In 2000, 453 open and 44 endovascular index procedures were performed. In contrast, by 2005, open index cases had decreased by 47.0% (239) and endovascular index cases had increased by 679.5% (299). Open abdominal aortic aneurysm repairs had decreased by 54.5% (68 vs 31), carotid endarterectomies by 28.8% (139 vs 99), suprainguinal arterial reconstructions by 47.5% (40 vs 21), infrainguinal arterial reconstructions by 56.5% (186 vs 81), and renal/visceral arterial reconstructions by 65.0% (20 vs 7). In 2005, 62 endovascular abdominal aortic aneurysm repairs and 45 carotid stents were performed, whereas none were performed in 2000. In addition, infrainguinal PTA/S had increased by 675.0% (12 vs 81) and suprainguinal PTA/S by 20.0% (20 vs 24).
Although the total number of procedures performed has remained relatively constant, there has been a dramatic increase in the number of endovascular procedures as well as an associated decline in the number of open procedures. This change in practice pattern has allowed the members of our division to maintain a significant role in the care of patients undergoing vascular surgery, as evidenced by stable overall procedural volume.

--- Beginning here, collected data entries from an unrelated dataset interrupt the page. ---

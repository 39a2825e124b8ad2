//! Desktop notifications, selected once at startup.

use std::process::Command;
use tracing::{debug, warn};

pub trait Notifier: Send + Sync {
    fn notify(&self, title: &str, body: &str);
}

pub struct NoopNotifier;

impl Notifier for NoopNotifier {
    fn notify(&self, _title: &str, _body: &str) {}
}

/// Shells out to the platform notification helper.
pub struct DesktopNotifier {
    program: &'static str,
}

impl DesktopNotifier {
    pub fn detect() -> Option<Self> {
        let program = if cfg!(target_os = "macos") {
            "osascript"
        } else {
            "notify-send"
        };
        on_path(program).then_some(Self { program })
    }

    fn command(&self, title: &str, body: &str) -> Command {
        let mut cmd = Command::new(self.program);
        if self.program == "osascript" {
            let script = format!(
                "display notification {:?} with title {:?}",
                body, title
            );
            cmd.arg("-e").arg(script);
        } else {
            cmd.arg(title).arg(body);
        }
        cmd
    }
}

impl Notifier for DesktopNotifier {
    fn notify(&self, title: &str, body: &str) {
        match self.command(title, body).output() {
            Ok(out) if out.status.success() => debug!(program = self.program, "notification sent"),
            Ok(out) => warn!(
                program = self.program,
                status = %out.status,
                stderr = %String::from_utf8_lossy(&out.stderr).trim(),
                "notification failed"
            ),
            Err(e) => warn!(program = self.program, error = %e, "notification failed"),
        }
    }
}

pub fn select_notifier(enabled: bool) -> Box<dyn Notifier> {
    if !enabled {
        return Box::new(NoopNotifier);
    }
    match DesktopNotifier::detect() {
        Some(n) => Box::new(n),
        None => {
            debug!("no notification helper found; notifications disabled");
            Box::new(NoopNotifier)
        }
    }
}

fn on_path(program: &str) -> bool {
    std::env::var_os("PATH")
        .map(|paths| std::env::split_paths(&paths).any(|dir| dir.join(program).is_file()))
        .unwrap_or(false)
}
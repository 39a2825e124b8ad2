use glob::Pattern;
use std::fs;
use std::io;
use std::path::Path;
use tracing::{debug, warn};

/// Name of the per-tree ignore file, looked up at the monitored root.
pub const IGNORE_FILE_NAME: &str = ".treeguardignore";

/// Decides whether a path is invisible to the scanner.
pub trait IgnorePredicate: Send + Sync {
    fn should_ignore(&self, path: &Path) -> bool;
}

impl<F> IgnorePredicate for F
where
    F: Fn(&Path) -> bool + Send + Sync,
{
    fn should_ignore(&self, path: &Path) -> bool {
        self(path)
    }
}

/// Glob rules from a `.treeguardignore` file.
///
/// A rule matches when it matches either the full path or the file name.
/// `*` also matches `/`.
#[derive(Debug, Clone, Default)]
pub struct IgnoreRules {
    patterns: Vec<Pattern>,
}

impl IgnoreRules {
    pub fn empty() -> Self {
        Self::default()
    }

    /// Load `<root>/.treeguardignore`. A missing or unreadable file yields no rules.
    pub fn load(root: &Path) -> Self {
        let path = root.join(IGNORE_FILE_NAME);
        match fs::read_to_string(&path) {
            Ok(text) => Self::parse(&text),
            Err(e) if e.kind() == io::ErrorKind::NotFound => Self::empty(),
            Err(e) => {
                warn!(path = %path.display(), error = %e, "cannot read ignore file; ignoring nothing");
                Self::empty()
            }
        }
    }

    pub fn parse(text: &str) -> Self {
        let mut patterns = Vec::new();
        for line in text.lines() {
            if line.starts_with('#') {
                continue;
            }
            let rule = line.trim();
            if rule.is_empty() {
                continue;
            }
            match Pattern::new(rule) {
                Ok(p) => patterns.push(p),
                Err(e) => warn!(pattern = rule, error = %e, "skipping invalid ignore pattern"),
            }
        }
        debug!(count = patterns.len(), "ignore rules loaded");
        Self { patterns }
    }

    pub fn patterns(&self) -> impl Iterator<Item = &str> {
        self.patterns.iter().map(Pattern::as_str)
    }

    pub fn is_empty(&self) -> bool {
        self.patterns.is_empty()
    }
}

impl IgnorePredicate for IgnoreRules {
    fn should_ignore(&self, path: &Path) -> bool {
        if self.patterns.is_empty() {
            return false;
        }
        let full = path.to_string_lossy();
        let name = path.file_name().map(|n| n.to_string_lossy());
        self.patterns.iter().any(|p| {
            p.matches(&full) || name.as_deref().is_some_and(|n| p.matches(n))
        })
    }
}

This will provide a platform for future outcome-related analyses of open vs endovascular procedures performed within a single specialty group.

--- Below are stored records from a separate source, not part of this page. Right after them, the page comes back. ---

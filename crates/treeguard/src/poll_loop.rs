//! Sequential polling loop.
//!
//! Each cycle runs to completion on a blocking task. Shutdown is only
//! observed between cycles: before a cycle starts and while sleeping.

use crate::deliver::{Delivery, Mode};
use anyhow::Result;
use std::sync::Arc;
use std::time::Duration;
use tokio::sync::watch;
use tracing::{debug, info, warn};
use treeguard_core::{Monitor, Snapshot};

#[derive(Debug, Clone, Copy, Default, PartialEq, Eq)]
pub struct WatchSummary {
    pub cycles: u64,
    /// Cycles whose snapshot could not be saved.
    pub degraded_cycles: u64,
}

pub async fn run_watch(
    monitor: Arc<Monitor>,
    mut current: Snapshot,
    interval: Duration,
    delivery: &Delivery,
    mut shutdown: watch::Receiver<bool>,
) -> Result<WatchSummary> {
    info!(interval_secs = interval.as_secs(), "watch loop started");
    let mut summary = WatchSummary::default();
    let mut degraded_streak = 0u64;

    loop {
        if *shutdown.borrow() {
            break;
        }

        let cycle_monitor = monitor.clone();
        let (next, outcome) = tokio::task::spawn_blocking(move || {
            let outcome = cycle_monitor.run_cycle(&mut current);
            (current, outcome)
        })
        .await?;
        current = next;
        summary.cycles += 1;

        if outcome.persistence.is_degraded() {
            summary.degraded_cycles += 1;
            degraded_streak += 1;
            warn!(consecutive = degraded_streak, "snapshot persistence degraded");
        } else {
            degraded_streak = 0;
        }

        delivery.deliver(&outcome, Mode::Watch);

        debug!(secs = interval.as_secs(), "waiting for next cycle");
        tokio::select! {
            _ = tokio::time::sleep(interval) => {}
            changed = shutdown.changed() => {
                if changed.is_err() || *shutdown.borrow() {
                    break;
                }
            }
        }
    }

    info!(cycles = summary.cycles, "watch loop stopped");
    Ok(summary)
}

The use of the aortic homograft by Gross et al,1 Oudot,2,3 and Dubost et al4 in the mid-20th century began the modern era of vascular surgery. Development of fabric grafts by Voorhees et al5 and DeBakey et al6 allowed abdominal aortic aneurysm (AAA) repair to become routine. The pioneering work of Dos Santos7 and Leriche8 in endarterectomy formed the basis for successful treatment of arterial occlusive disease. Adaptation of Carrel's suturing technique to arterial bypass by Kunlin9 led to the treatment of infrainguinal occlusive disease using vein bypass. The landmark reconstructions of the carotid bifurcation by Eastcott et al10 and DeBakey11 in the 1950s made the treatment of extracranial carotid disease commonplace. These procedures established open surgical techniques as the gold standard for the treatment of peripheral vascular disease.

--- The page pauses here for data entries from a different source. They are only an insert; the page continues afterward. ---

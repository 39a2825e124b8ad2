use anyhow::{anyhow, Result};
use clap::{Args, Parser, Subcommand};
use std::path::{Path, PathBuf};
use std::sync::Arc;
use std::time::Duration;
use tokio::signal;
use tokio::sync::watch;
use tracing::info;
use tracing_subscriber::EnvFilter;
use treeguard_core::monitor::resolve_root;
use treeguard_core::paths::{config_path, data_dir, snapshot_dir};
use treeguard_core::{
    snapshot_key, Baseline, IgnoreRules, Monitor, MonitorOptions, MonitorSettings, Persistence,
    Scanner, SnapshotStore, StreamHasher,
};

mod deliver;
mod notify;
mod poll_loop;
mod render;
mod sink;

use crate::deliver::{Delivery, Mode};
use crate::notify::select_notifier;
use crate::render::{select_paint, Tone};
use crate::sink::ReportFile;

#[derive(Parser, Debug)]
#[command(author, version, about = "Treeguard file integrity monitor", long_about = None)]
struct Cli {
    #[command(subcommand)]
    command: Commands,

    #[command(flatten)]
    opts: GlobalOpts,
}

#[derive(Subcommand, Debug)]
enum Commands {
    /// Compare a folder against its stored snapshot once
    Check { folder: PathBuf },
    /// Keep checking a folder until interrupted
    Watch {
        folder: PathBuf,
        /// Seconds between cycles
        #[arg(short, long)]
        interval: Option<u64>,
    },
    /// Replace the stored snapshot with a fresh scan
    Baseline { folder: PathBuf },
    /// Delete the stored snapshot for a folder, or all snapshots
    Reset { folder: Option<PathBuf> },
}

#[derive(Args, Debug)]
struct GlobalOpts {
    /// Hash algorithm: blake3, sha256 or sha512
    #[arg(short, long, global = true)]
    algorithm: Option<String>,
    /// Files hashed in parallel
    #[arg(long, global = true)]
    concurrency: Option<usize>,
    /// Max mtime difference in seconds for a delete+add to count as a move
    #[arg(long, global = true)]
    move_window: Option<f64>,
    /// Show file sizes in reports
    #[arg(short, long, global = true)]
    show_size: bool,
    /// Disable desktop notifications
    #[arg(long, global = true)]
    no_notifications: bool,
    /// Disable colored output
    #[arg(long, global = true)]
    no_color: bool,
    /// Append reports to this file
    #[arg(short, long, global = true)]
    output: Option<PathBuf>,
    /// State directory (defaults to $TREEGUARD_DATA_DIR, then the platform data dir)
    #[arg(long, global = true)]
    data_dir: Option<PathBuf>,
    /// Verbose logging
    #[arg(short, long, global = true)]
    verbose: bool,
}

#[tokio::main]
async fn main() -> Result<()> {
    let cli = Cli::parse();
    init_tracing(cli.opts.verbose);

    let data = match &cli.opts.data_dir {
        Some(dir) => dir.clone(),
        None => data_dir()?,
    };
    let settings = apply_overrides(MonitorSettings::load(&config_path(&data))?, &cli.opts);

    match cli.command {
        Commands::Check { folder } => check_command(&folder, &data, &settings),
        Commands::Watch { folder, interval } => {
            watch_command(&folder, &data, &settings, interval.unwrap_or(settings.interval_secs)).await
        }
        Commands::Baseline { folder } => baseline_command(&folder, &data, &settings),
        Commands::Reset { folder } => reset_command(folder.as_deref(), &data),
    }
}

fn init_tracing(verbose: bool) {
    let default = if verbose { "debug" } else { "warn" };
    let filter = EnvFilter::try_from_default_env().unwrap_or_else(|_| EnvFilter::new(default));
    tracing_subscriber::fmt()
        .with_env_filter(filter)
        .with_writer(std::io::stderr)
        .with_target(false)
        .init();
}

fn apply_overrides(mut settings: MonitorSettings, opts: &GlobalOpts) -> MonitorSettings {
    if let Some(alg) = &opts.algorithm {
        settings.algorithm = alg.clone();
    }
    if let Some(n) = opts.concurrency {
        settings.concurrency = Some(n);
    }
    if let Some(window) = opts.move_window {
        settings.move_window_secs = window;
    }
    if opts.show_size {
        settings.show_size = true;
    }
    if opts.no_notifications {
        settings.notifications = false;
    }
    if opts.no_color {
        settings.color = false;
    }
    if let Some(out) = &opts.output {
        settings.report_file = Some(out.clone());
    }
    settings
}

/// Validate everything up front; nothing is written until this succeeds.
fn build_monitor(folder: &Path, data: &Path, settings: &MonitorSettings) -> Result<(Monitor, IgnoreRules)> {
    let algorithm = settings.hash_algorithm()?;
    if settings.move_window_secs.is_nan() || settings.move_window_secs < 0.0 {
        return Err(anyhow!("move window must be a non-negative number of seconds"));
    }
    let root = resolve_root(folder)?;
    let ignore = IgnoreRules::load(&root);
    let store = SnapshotStore::open(snapshot_dir(data))?;
    let monitor = Monitor::new(MonitorOptions {
        root,
        store,
        ignore: Box::new(ignore.clone()),
        hasher: Box::new(StreamHasher::new(algorithm)),
        scanner: Scanner::new(settings.scanner_config()),
        policy: settings.move_policy(),
    });
    Ok((monitor, ignore))
}

fn build_delivery(settings: &MonitorSettings) -> Delivery {
    Delivery {
        paint: select_paint(settings.color),
        notifier: select_notifier(settings.notifications),
        report_file: settings.report_file.clone().map(ReportFile::new),
        show_size: settings.show_size,
    }
}

fn print_banner(monitor: &Monitor, ignore: &IgnoreRules) {
    println!("Monitoring: {}", monitor.root().display());
    if !ignore.is_empty() {
        println!("Ignoring: {}", ignore.patterns().collect::<Vec<_>>().join(", "));
    }
    println!("Snapshot: {}", monitor.snapshot_path().display());
    println!("Algorithm: {}", monitor.hasher_name());
}

/// Scan and save a fresh baseline, reporting the outcome.
fn create_baseline(monitor: &Monitor, delivery: &Delivery) -> Result<treeguard_core::Snapshot> {
    println!("Creating baseline...");
    let outcome = monitor.baseline();
    if let Persistence::Failed(reason) = &outcome.persistence {
        return Err(anyhow!("cannot save baseline: {reason}"));
    }
    println!(
        "{}",
        delivery.paint.paint(
            &format!("Baseline created with {} files.", outcome.snapshot.len()),
            Tone::Info,
        )
    );
    Ok(outcome.snapshot)
}

fn check_command(folder: &Path, data: &Path, settings: &MonitorSettings) -> Result<()> {
    let (monitor, ignore) = build_monitor(folder, data, settings)?;
    let delivery = build_delivery(settings);
    print_banner(&monitor, &ignore);

    let mut current = match monitor.load_baseline() {
        Baseline::Present(snapshot) => snapshot,
        Baseline::Absent | Baseline::Corrupt(_) => {
            create_baseline(&monitor, &delivery)?;
            return Ok(());
        }
    };

    let outcome = monitor.run_cycle(&mut current);
    delivery.deliver(&outcome, Mode::Once);
    if let Persistence::Failed(reason) = &outcome.persistence {
        return Err(anyhow!("snapshot not saved: {reason}"));
    }
    Ok(())
}

async fn watch_command(folder: &Path, data: &Path, settings: &MonitorSettings, interval: u64) -> Result<()> {
    let (monitor, ignore) = build_monitor(folder, data, settings)?;
    let delivery = build_delivery(settings);
    print_banner(&monitor, &ignore);
    println!("Interval: {interval}s");
    println!("Press Ctrl+C to stop.\n");

    let current = match monitor.load_baseline() {
        Baseline::Present(snapshot) => snapshot,
        Baseline::Absent | Baseline::Corrupt(_) => create_baseline(&monitor, &delivery)?,
    };

    let (shutdown_tx, shutdown_rx) = watch::channel(false);
    tokio::spawn(async move {
        if signal::ctrl_c().await.is_ok() {
            let _ = shutdown_tx.send(true);
        }
    });

    let summary = poll_loop::run_watch(
        Arc::new(monitor),
        current,
        Duration::from_secs(interval.max(1)),
        &delivery,
        shutdown_rx,
    )
    .await?;
    info!(cycles = summary.cycles, degraded = summary.degraded_cycles, "watch finished");
    println!("\nStopping treeguard.");
    Ok(())
}

fn baseline_command(folder: &Path, data: &Path, settings: &MonitorSettings) -> Result<()> {
    let (monitor, ignore) = build_monitor(folder, data, settings)?;
    let delivery = build_delivery(settings);
    print_banner(&monitor, &ignore);
    create_baseline(&monitor, &delivery)?;
    Ok(())
}

fn reset_command(folder: Option<&Path>, data: &Path) -> Result<()> {
    let store = SnapshotStore::open(snapshot_dir(data))?;
    match folder {
        Some(folder) => {
            let root = resolve_root(folder)?;
            if store.remove(&snapshot_key(&root))? {
                println!("Snapshot reset for '{}'.", root.display());
            } else {
                println!("No snapshot found for '{}'.", root.display());
            }
        }
        None => {
            let removed = store.clear()?;
            if removed > 0 {
                println!("All snapshots cleared ({removed} files).");
            } else {
                println!("No snapshots found to clear.");
            }
        }
    }
    Ok(())
}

More than 50 years ago, Seldinger12 developed the technique of femoral artery catheterization used today. In 1964, Dotter and Judkins13 performed the first successful arterial dilatation. Ten years later, Gruntzig14 created the modern angioplasty catheter. In 1990, Palmaz et al15 published their initial experience with the deployment of balloon expandable stents, ushering in the modern era of endovascular management of arterial disease. Researchers such as Fogarty et al,16 Greenfield et al,17 and Parodi et al18 have played significant roles in the minimally invasive treatment of arterial embolus, pulmonary embolism, and aortic aneurysm. However, those in disciplines other than vascular surgery have advanced most developments in the endoluminal treatment of arterial disease. With the ever-increasing demand for minimally invasive procedures, members of our vascular surgery division retrained to develop catheter-based skills. In 2000, we began to perform minimally invasive vascular procedures.19 This article describes the evolution of our practice during the ensuing 5 years.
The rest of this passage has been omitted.